I was proud that they’d adopted my nomenclature.
‘We’re reasonably sure,’ the policy director said.
‘Why?’ asked the chief-of-staff.
‘There’s talk of a video.’
‘Has anyone seen it?’
‘No.’
‘Then how can we be sure?’
‘A journo told me he reckons there’s footage out there.’
‘This sounds like a shit parlour game,’ the chief-of-staff said.
‘I’m pretty confident,’ the media adviser said, shuffling papers before him. ‘I’ve spoken with a reporter on background, and he shared what a witness told him.’
‘And what did the witness say?’
‘That he inhaled a cow shaft.’
‘We’ve just learnt that a cow doesn’t have a shaft.’
‘Fuck, Liz, that’s just what he said, okay? Inhaled. A. Cow. Shaft. We can all agree that we’re ignorant about the taxonomy of livestock. What remains is the dubious flagrante.’
Until now, my boss, Belinda, had remained conspicuously quiet. Then she straightened in her chair. ‘We could push out something flimsy,’ she said, seeming irritated, ‘and then be caught in accusations of sleaze.’

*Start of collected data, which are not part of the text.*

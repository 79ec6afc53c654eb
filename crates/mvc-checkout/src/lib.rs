//! Checkout coordinator for mvc.
//!
//! Restores the files of a chosen commit into the working tree. Missing files
//! are written straight away, identical files are left alone, and a file whose
//! content differs is only overwritten after the caller confirms it. Files
//! that are not part of the target commit are never touched.
//!
//! The working tree and the confirmation prompt are collaborators behind the
//! [`WorkingFiles`] and [`ConfirmOverwrite`] traits, so the coordinator runs
//! the same way against a real directory and against in-memory fakes.

pub mod coordinator;
pub mod error;
pub mod working;

pub use coordinator::{CheckoutCoordinator, CheckoutReport, FileOutcome, PreviewStyle};
pub use error::{CheckoutError, CheckoutResult};
pub use working::{ConfirmOverwrite, WorkingFiles};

‘Go on,’ said the chief-of-staff.
‘It’s simple,’ Belinda said. ‘This story didn’t originate with us. We’ve only heard about it. And we’ve heard about it because you think there are nauseated witnesses, bewildered colleagues, and insulted farmers to corroborate the story. Okay? Now, if this is true, we don’t need to do anything. If we leak, it will eventually be reported that we leaked. Right now, we are innocents. Humble and committed public servants who will later be appalled by the news that the dignity of a bull, and of democracy itself, have been defiled.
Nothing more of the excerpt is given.